Die Versammlung marschierte dann den langen Weg zum Präsidentenpalast Miraflores. Als sie dort ankam, stiegen Wachsoldaten des Palacio Blanco (gegenüber dem Miraflores) über die Zäune und begrüßten die Demonstranten. Sie hörten sich die Reden aufmerksam an. Einige Soldaten begaben sich auf das Dach des Palastes und grüßten die Versammlung, indem sie eine große Flagge Venezuelas schwenkten. Das war eine sehr bedeutsame  Geste, weil jeder Anwesende wusste, dass diese wiederholte, was nach der Niederlage des Staatstreichs von 2002 geschehen war. Es war ein mächtiges Symbol der Einheit zwischen den revolutionär gesinnten Menschen und den Soldaten in der bolivarischen Armee.

Es ist wichtig zu bemerken, dass sich die Wut der Massen nicht nur gegen die Minister und ihre Stellvertreter richtete. Auch der außerordentliche PSUV-Parteitag, der am 10. und 11. Dezember stattfinden soll, wurde kritisiert. SprecherInnen erklärten, dass die Delegierten, die auch die des letzten Kongresses waren, zurücktreten sollten, weil sie auch für die Niederlage verantwortlich seien.

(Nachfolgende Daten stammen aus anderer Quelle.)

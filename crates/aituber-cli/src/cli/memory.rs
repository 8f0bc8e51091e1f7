//! Memory management CLI commands: list, add, search, delete, clear.
//!
//! `list` and `clear` take `--user` to scope to memories written for one user.
//!
//! A character's memories are the fragments it owns; `search` runs the same
//! thresholded similarity retrieval the conversation pipeline uses.

use anyhow::{Context, Result};
use clap::Subcommand;
use comfy_table::{Cell, Color, ContentArrangement, Table, presets};
use console::style;
use dialoguer::Confirm;

use aituber_types::memory::{MemoryFragment, MemoryMetadata, flatten_metadata};

use crate::state::AppState;

#[derive(Subcommand)]
pub enum MemoryCommand {
    /// List a character's memories, oldest first.
    #[command(alias = "ls")]
    List {
        character: String,
        /// Only memories written for this user.
        #[arg(long)]
        user: Option<String>,
        #[arg(long)]
        limit: Option<usize>,
        #[arg(long)]
        offset: Option<usize>,
    },

    /// Store a memory for a character.
    Add {
        character: String,
        text: String,
        /// User the memory is attributed to.
        #[arg(long, default_value = "cli-user")]
        author: String,
        /// Metadata as a JSON object; nested keys are flattened to `a.b`.
        #[arg(long = "meta-json", value_parser = parse_metadata_json)]
        metadata_json: Option<MemoryMetadata>,
        /// Extra `key=value` metadata (repeatable, overrides `--meta-json`).
        #[arg(long = "meta", value_parser = parse_key_value)]
        metadata: Vec<(String, String)>,
    },

    /// Find memories relevant to a query.
    Search {
        character: String,
        query: String,
        /// Maximum results (defaults to `memory.retrieval_limit`).
        #[arg(long)]
        limit: Option<usize>,
        /// Minimum similarity (defaults to `memory.similarity_threshold`).
        #[arg(long)]
        threshold: Option<f32>,
    },

    /// Delete one memory by id.
    #[command(alias = "rm")]
    Delete {
        id: String,
        /// Skip confirmation prompt.
        #[arg(long)]
        force: bool,
    },

    /// Wipe all memories for a character.
    Clear {
        character: String,
        /// Only wipe memories written for this user.
        #[arg(long)]
        user: Option<String>,
        /// Skip confirmation prompt.
        #[arg(long)]
        force: bool,
    },
}

pub async fn run(state: &AppState, action: MemoryCommand, json: bool) -> Result<()> {
    match action {
        MemoryCommand::List {
            character,
            user,
            limit,
            offset,
        } => list_memories(state, &character, user.as_deref(), limit, offset, json).await,
        MemoryCommand::Add {
            character,
            text,
            author,
            metadata_json,
            metadata,
        } => {
            let meta = merge_metadata(metadata_json, metadata);
            add_memory(state, &character, &author, &text, meta, json).await
        }
        MemoryCommand::Search {
            character,
            query,
            limit,
            threshold,
        } => search_memories(state, &character, &query, limit, threshold, json).await,
        MemoryCommand::Delete { id, force } => delete_memory(state, &id, force, json).await,
        MemoryCommand::Clear {
            character,
            user,
            force,
        } => clear_memories(state, &character, user.as_deref(), force, json).await,
    }
}

fn parse_key_value(raw: &str) -> Result<(String, String), String> {
    let (key, value) = raw
        .split_once('=')
        .ok_or_else(|| format!("expected key=value, got '{raw}'"))?;
    let key = key.trim();
    if key.is_empty() {
        return Err(format!("empty key in '{raw}'"));
    }
    Ok((key.to_string(), value.trim().to_string()))
}

fn parse_metadata_json(raw: &str) -> Result<MemoryMetadata, String> {
    let value: serde_json::Value =
        serde_json::from_str(raw).map_err(|e| format!("invalid JSON: {e}"))?;
    if !value.is_object() {
        return Err("expected a JSON object".to_string());
    }
    Ok(flatten_metadata(&value))
}

/// `--meta` pairs win over keys from `--meta-json`; `source` defaults to `manual`.
fn merge_metadata(
    from_json: Option<MemoryMetadata>,
    pairs: Vec<(String, String)>,
) -> MemoryMetadata {
    let mut meta = from_json.unwrap_or_default();
    meta.extend(pairs);
    meta.entry("source".to_string())
        .or_insert_with(|| "manual".to_string());
    meta
}

/// List a character's memories.
///
/// # Examples
///
/// ```bash
/// aituber memory list hiyori
/// aituber memory list hiyori --user ken --limit 20 --json
/// ```
async fn list_memories(
    state: &AppState,
    character: &str,
    user: Option<&str>,
    limit: Option<usize>,
    offset: Option<usize>,
    json: bool,
) -> Result<()> {
    let fragments = match user {
        Some(user) => state.memory.list_for_author(character, user, limit, offset).await,
        None => state.memory.list(character, limit, offset).await,
    };

    if json {
        let rows: Vec<_> = fragments.iter().map(without_embedding).collect();
        println!("{}", serde_json::to_string_pretty(&rows)?);
        return Ok(());
    }

    if fragments.is_empty() {
        println!();
        println!(
            "  {} No memories for '{}'. Memories are written after each exchange.",
            style("i").blue().bold(),
            style(character).cyan(),
        );
        println!();
        return Ok(());
    }

    let mut table = fragment_table(&["Id", "Text", "Author", "Date"]);
    for fragment in &fragments {
        table.add_row(vec![
            Cell::new(short_id(&fragment.id)).fg(Color::DarkGrey),
            Cell::new(truncate(&fragment.text, 60)).fg(Color::White),
            Cell::new(&fragment.author_id).fg(Color::Cyan),
            Cell::new(fragment.created_at.format("%Y-%m-%d %H:%M").to_string())
                .fg(Color::DarkGrey),
        ]);
    }

    let total = count_memories(state, character, user).await;
    println!();
    println!("  Memories for '{}'", style(character).cyan().bold());
    println!();
    println!("{table}");
    println!();
    println!(
        "  {} of {} memor{}",
        style(fragments.len()).bold(),
        total,
        if total == 1 { "y" } else { "ies" }
    );
    println!();

    Ok(())
}

/// Store a memory.
///
/// # Examples
///
/// ```bash
/// aituber memory add hiyori "The viewer Ken loves green tea" --meta topic=drinks
/// aituber memory add hiyori "Ken streams on Fridays" --meta-json '{"schedule":{"day":"fri"}}'
/// ```
async fn add_memory(
    state: &AppState,
    character: &str,
    author: &str,
    text: &str,
    meta: MemoryMetadata,
    json: bool,
) -> Result<()> {
    let fragment = state
        .memory
        .add(character, author, text, Some(meta))
        .await
        .context("failed to store memory")?;

    if json {
        println!("{}", serde_json::to_string_pretty(&without_embedding(&fragment))?);
    } else {
        println!(
            "  {} Memory {} saved for '{}'",
            style("*").green().bold(),
            style(short_id(&fragment.id)).dim(),
            style(character).cyan()
        );
        println!("  {}", style(text).dim());
    }

    Ok(())
}

/// Similarity search.
///
/// # Examples
///
/// ```bash
/// aituber memory search hiyori "what drinks do I like" --threshold 0.3
/// ```
async fn search_memories(
    state: &AppState,
    character: &str,
    query: &str,
    limit: Option<usize>,
    threshold: Option<f32>,
    json: bool,
) -> Result<()> {
    let limit = limit.unwrap_or(state.config.memory.retrieval_limit);
    let threshold = threshold.unwrap_or(state.config.memory.similarity_threshold);
    let hits = state
        .memory
        .retrieve_relevant(character, query, limit, threshold)
        .await;

    if json {
        let rows: Vec<_> = hits
            .iter()
            .map(|hit| {
                serde_json::json!({
                    "similarity": hit.similarity,
                    "fragment": without_embedding(&hit.fragment),
                })
            })
            .collect();
        println!("{}", serde_json::to_string_pretty(&rows)?);
        return Ok(());
    }

    if hits.is_empty() {
        println!(
            "  {} No memories above similarity {threshold:.2}.",
            style("i").blue().bold()
        );
        return Ok(());
    }

    let mut table = fragment_table(&["Similarity", "Text", "Id"]);
    for hit in &hits {
        table.add_row(vec![
            Cell::new(format!("{:.3}", hit.similarity)).fg(Color::Yellow),
            Cell::new(truncate(&hit.fragment.text, 60)).fg(Color::White),
            Cell::new(short_id(&hit.fragment.id)).fg(Color::DarkGrey),
        ]);
    }
    println!();
    println!("{table}");
    println!();

    Ok(())
}

/// Delete one memory.
///
/// # Examples
///
/// ```bash
/// aituber memory delete 0192f3c4-... --force
/// ```
async fn delete_memory(state: &AppState, id: &str, force: bool, json: bool) -> Result<()> {
    let Some(fragment) = state.memory.get(id).await else {
        anyhow::bail!("memory '{id}' not found");
    };

    if !force && !json {
        let confirmed = Confirm::new()
            .with_prompt(format!(
                "Delete memory {} (\"{}\")?",
                style(short_id(id)).red().bold(),
                truncate(&fragment.text, 40)
            ))
            .default(false)
            .interact()?;

        if !confirmed {
            println!("  Cancelled.");
            return Ok(());
        }
    }

    let deleted = state.memory.delete(id).await?;

    if json {
        println!("{}", serde_json::json!({"deleted": deleted, "memory_id": id}));
    } else {
        println!(
            "  {} Memory {} deleted.",
            style("x").red().bold(),
            short_id(id)
        );
    }

    Ok(())
}

/// Wipe a character's memories.
///
/// # Examples
///
/// ```bash
/// aituber memory clear hiyori
/// aituber memory clear hiyori --user ken --force
/// ```
async fn clear_memories(
    state: &AppState,
    character: &str,
    user: Option<&str>,
    force: bool,
    json: bool,
) -> Result<()> {
    let total = count_memories(state, character, user).await;
    let scope = match user {
        Some(user) => format!("'{}' from user '{user}'", style(character).red().bold()),
        None => format!("'{}'", style(character).red().bold()),
    };

    if total == 0 {
        if json {
            println!(
                "{}",
                serde_json::json!({"deleted": 0, "character": character, "user": user})
            );
        } else {
            println!(
                "  {} No memories to delete for '{}'.",
                style("i").blue().bold(),
                style(character).cyan()
            );
        }
        return Ok(());
    }

    if !force && !json {
        let confirmed = Confirm::new()
            .with_prompt(format!(
                "Wipe all {} memories for {scope}? This cannot be undone.",
                style(total).bold(),
            ))
            .default(false)
            .interact()?;

        if !confirmed {
            println!("  Cancelled.");
            return Ok(());
        }
    }

    let count = match user {
        Some(user) => state.memory.delete_for_author(character, user).await?,
        None => state.memory.delete_all(character).await?,
    };

    if json {
        println!(
            "{}",
            serde_json::json!({"deleted": count, "character": character, "user": user})
        );
    } else {
        println!(
            "  {} Wiped {} memor{} for '{}'.",
            style("x").red().bold(),
            count,
            if count == 1 { "y" } else { "ies" },
            character
        );
    }

    Ok(())
}

async fn count_memories(state: &AppState, character: &str, user: Option<&str>) -> u64 {
    match user {
        Some(user) => state.memory.count_for_author(character, user).await,
        None => state.memory.count(character).await,
    }
}

// --- Formatting helpers ---

fn fragment_table(headers: &[&str]) -> Table {
    let mut table = Table::new();
    table.load_preset(presets::UTF8_FULL_CONDENSED);
    table.set_content_arrangement(ContentArrangement::Dynamic);
    table.set_header(
        headers
            .iter()
            .map(|h| Cell::new(h).fg(Color::White))
            .collect::<Vec<_>>(),
    );
    table
}

/// Embeddings are long and meaningless on a terminal.
fn without_embedding(fragment: &MemoryFragment) -> serde_json::Value {
    serde_json::json!({
        "id": fragment.id,
        "owner_id": fragment.owner_id,
        "author_id": fragment.author_id,
        "text": fragment.text,
        "metadata": fragment.metadata,
        "created_at": fragment.created_at,
        "updated_at": fragment.updated_at,
    })
}

fn short_id(id: &str) -> &str {
    id.get(..8).unwrap_or(id)
}

fn truncate(text: &str, max_chars: usize) -> String {
    if text.chars().count() <= max_chars {
        return text.to_string();
    }
    let kept: String = text.chars().take(max_chars.saturating_sub(3)).collect();
    format!("{kept}...")
}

Wir sollten uns daran erinnern, dass Bürgermeister, Provinzgouverneure o. ä. den Großteil der Delegierten stellen. Die Teilnehmer der Versammlung stellten sich die Frage, warum der Kongress im Alba Hotel stattfindet. „Warum tagen sie nicht auf der Straße und treffen sich mit uns, mit der PSUV-Basis?“ sagte einer der Teilnehmer der Versammlung.
Es gab in der PSUV aber auch Forderungen, dass die Bolivarische Revolution der Opposition anbieten sollte, ein „ernsthaftes Abkommen“ über Fragen, welche „die Mehrheit der VenezolanerInnen betrifft“, zu vereinbaren.  Zu diesen Stimmen gehörten der frühere Präsidentenberater JC Monedero, aber auch frühere Minister wie Victor Alvarez. Diese Leute  haben nicht nur  jeglichen Bezug zur Stimmung unter den Massen verloren, sondern auch vollständig utopische Vorstellungen. Die reaktionäre MUD will keinen Kompromiss. Sie wollen, und das haben sie deutlich erklärt, alle Errungenschaften der Revolution zurückdrängen. Tatsächlich ist die Politik der Appelle an den „guten Willen“  der herrschenden Klasse für die Wahlniederlage verantwortlich.

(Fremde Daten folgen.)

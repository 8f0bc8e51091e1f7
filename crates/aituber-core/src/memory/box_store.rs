//! BoxFragmentStore -- object-safe dynamic dispatch wrapper for FragmentStore.
//!
//! Lets the binary pick SQLite or the in-process store at startup while the
//! services stay generic. `BoxFragmentStore` itself implements
//! `FragmentStore`, so it slots into `MemoryService<S>` directly.

use std::future::Future;
use std::pin::Pin;

use aituber_types::error::RepositoryError;
use aituber_types::memory::{FragmentCandidate, MemoryFragment};

use super::store::FragmentStore;

type BoxFut<'a, T> = Pin<Box<dyn Future<Output = Result<T, RepositoryError>> + Send + 'a>>;

/// Object-safe version of [`FragmentStore`] with boxed futures.
pub trait FragmentStoreDyn: Send + Sync {
    fn insert_boxed<'a>(&'a self, fragment: &'a MemoryFragment) -> BoxFut<'a, ()>;

    fn get_boxed<'a>(&'a self, id: &'a str) -> BoxFut<'a, Option<MemoryFragment>>;

    fn list_boxed<'a>(
        &'a self,
        owner_id: &'a str,
        author_id: Option<&'a str>,
        limit: usize,
        offset: usize,
    ) -> BoxFut<'a, Vec<MemoryFragment>>;

    fn update_boxed<'a>(&'a self, fragment: &'a MemoryFragment) -> BoxFut<'a, bool>;

    fn delete_boxed<'a>(&'a self, id: &'a str) -> BoxFut<'a, bool>;

    fn delete_all_boxed<'a>(
        &'a self,
        owner_id: &'a str,
        author_id: Option<&'a str>,
    ) -> BoxFut<'a, u64>;

    fn count_boxed<'a>(&'a self, owner_id: &'a str, author_id: Option<&'a str>) -> BoxFut<'a, u64>;

    fn search_boxed<'a>(
        &'a self,
        owner_id: &'a str,
        query_embedding: &'a [f32],
        limit: usize,
    ) -> BoxFut<'a, Vec<FragmentCandidate>>;
}

impl<T: FragmentStore> FragmentStoreDyn for T {
    fn insert_boxed<'a>(&'a self, fragment: &'a MemoryFragment) -> BoxFut<'a, ()> {
        Box::pin(self.insert(fragment))
    }

    fn get_boxed<'a>(&'a self, id: &'a str) -> BoxFut<'a, Option<MemoryFragment>> {
        Box::pin(self.get(id))
    }

    fn list_boxed<'a>(
        &'a self,
        owner_id: &'a str,
        author_id: Option<&'a str>,
        limit: usize,
        offset: usize,
    ) -> BoxFut<'a, Vec<MemoryFragment>> {
        Box::pin(self.list(owner_id, author_id, limit, offset))
    }

    fn update_boxed<'a>(&'a self, fragment: &'a MemoryFragment) -> BoxFut<'a, bool> {
        Box::pin(self.update(fragment))
    }

    fn delete_boxed<'a>(&'a self, id: &'a str) -> BoxFut<'a, bool> {
        Box::pin(self.delete(id))
    }

    fn delete_all_boxed<'a>(
        &'a self,
        owner_id: &'a str,
        author_id: Option<&'a str>,
    ) -> BoxFut<'a, u64> {
        Box::pin(self.delete_all(owner_id, author_id))
    }

    fn count_boxed<'a>(&'a self, owner_id: &'a str, author_id: Option<&'a str>) -> BoxFut<'a, u64> {
        Box::pin(self.count(owner_id, author_id))
    }

    fn search_boxed<'a>(
        &'a self,
        owner_id: &'a str,
        query_embedding: &'a [f32],
        limit: usize,
    ) -> BoxFut<'a, Vec<FragmentCandidate>> {
        Box::pin(self.search(owner_id, query_embedding, limit))
    }
}

/// Type-erased fragment store for runtime backend selection.
pub struct BoxFragmentStore {
    inner: Box<dyn FragmentStoreDyn + Send + Sync>,
}

impl BoxFragmentStore {
    /// Wrap a concrete `FragmentStore` in a type-erased box.
    pub fn new<T: FragmentStore + 'static>(store: T) -> Self {
        Self {
            inner: Box::new(store),
        }
    }
}

impl FragmentStore for BoxFragmentStore {
    async fn insert(&self, fragment: &MemoryFragment) -> Result<(), RepositoryError> {
        self.inner.insert_boxed(fragment).await
    }

    async fn get(&self, id: &str) -> Result<Option<MemoryFragment>, RepositoryError> {
        self.inner.get_boxed(id).await
    }

    async fn list(
        &self,
        owner_id: &str,
        author_id: Option<&str>,
        limit: usize,
        offset: usize,
    ) -> Result<Vec<MemoryFragment>, RepositoryError> {
        self.inner.list_boxed(owner_id, author_id, limit, offset).await
    }

    async fn update(&self, fragment: &MemoryFragment) -> Result<bool, RepositoryError> {
        self.inner.update_boxed(fragment).await
    }

    async fn delete(&self, id: &str) -> Result<bool, RepositoryError> {
        self.inner.delete_boxed(id).await
    }

    async fn delete_all(
        &self,
        owner_id: &str,
        author_id: Option<&str>,
    ) -> Result<u64, RepositoryError> {
        self.inner.delete_all_boxed(owner_id, author_id).await
    }

    async fn count(&self, owner_id: &str, author_id: Option<&str>) -> Result<u64, RepositoryError> {
        self.inner.count_boxed(owner_id, author_id).await
    }

    async fn search(
        &self,
        owner_id: &str,
        query_embedding: &[f32],
        limit: usize,
    ) -> Result<Vec<FragmentCandidate>, RepositoryError> {
        self.inner.search_boxed(owner_id, query_embedding, limit).await
    }
}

Wenn, wie es scheint, die Konterrevolution eine Offensive gegen die Errungenschaften der bolivarischen Bewegung startet, dann wird es auch eine Gegenreaktion geben.
Die wichtigsten Aufgaben der bolivarischen Bewegung sollten jetzt folgende sein:

1. Eine gründliche Analyse der Gründe für die Niederlage. Die Massen sind nicht verantwortlich.  Schuld haben Bürokratie, Korruption und Reformismus.
2. Die revolutionäre Bewegung sollte sich mit einem revolutionären Programm bewaffnen, das die Enteignung der Oligarchie und eine Planwirtschaft unter demokratischer Kontrolle der arbeitenden Menschen vorsieht, um die dringendsten ökonomischen Schwierigkeiten, mit denen die Massen konfrontiert sind, zu lösen.
3. Alle Errungenschaften der Revolution sollten auf allen Ebenen verteidigt werden

Die revolutionären Massen in Venezuela haben noch nicht das letzte Wort gesprochen.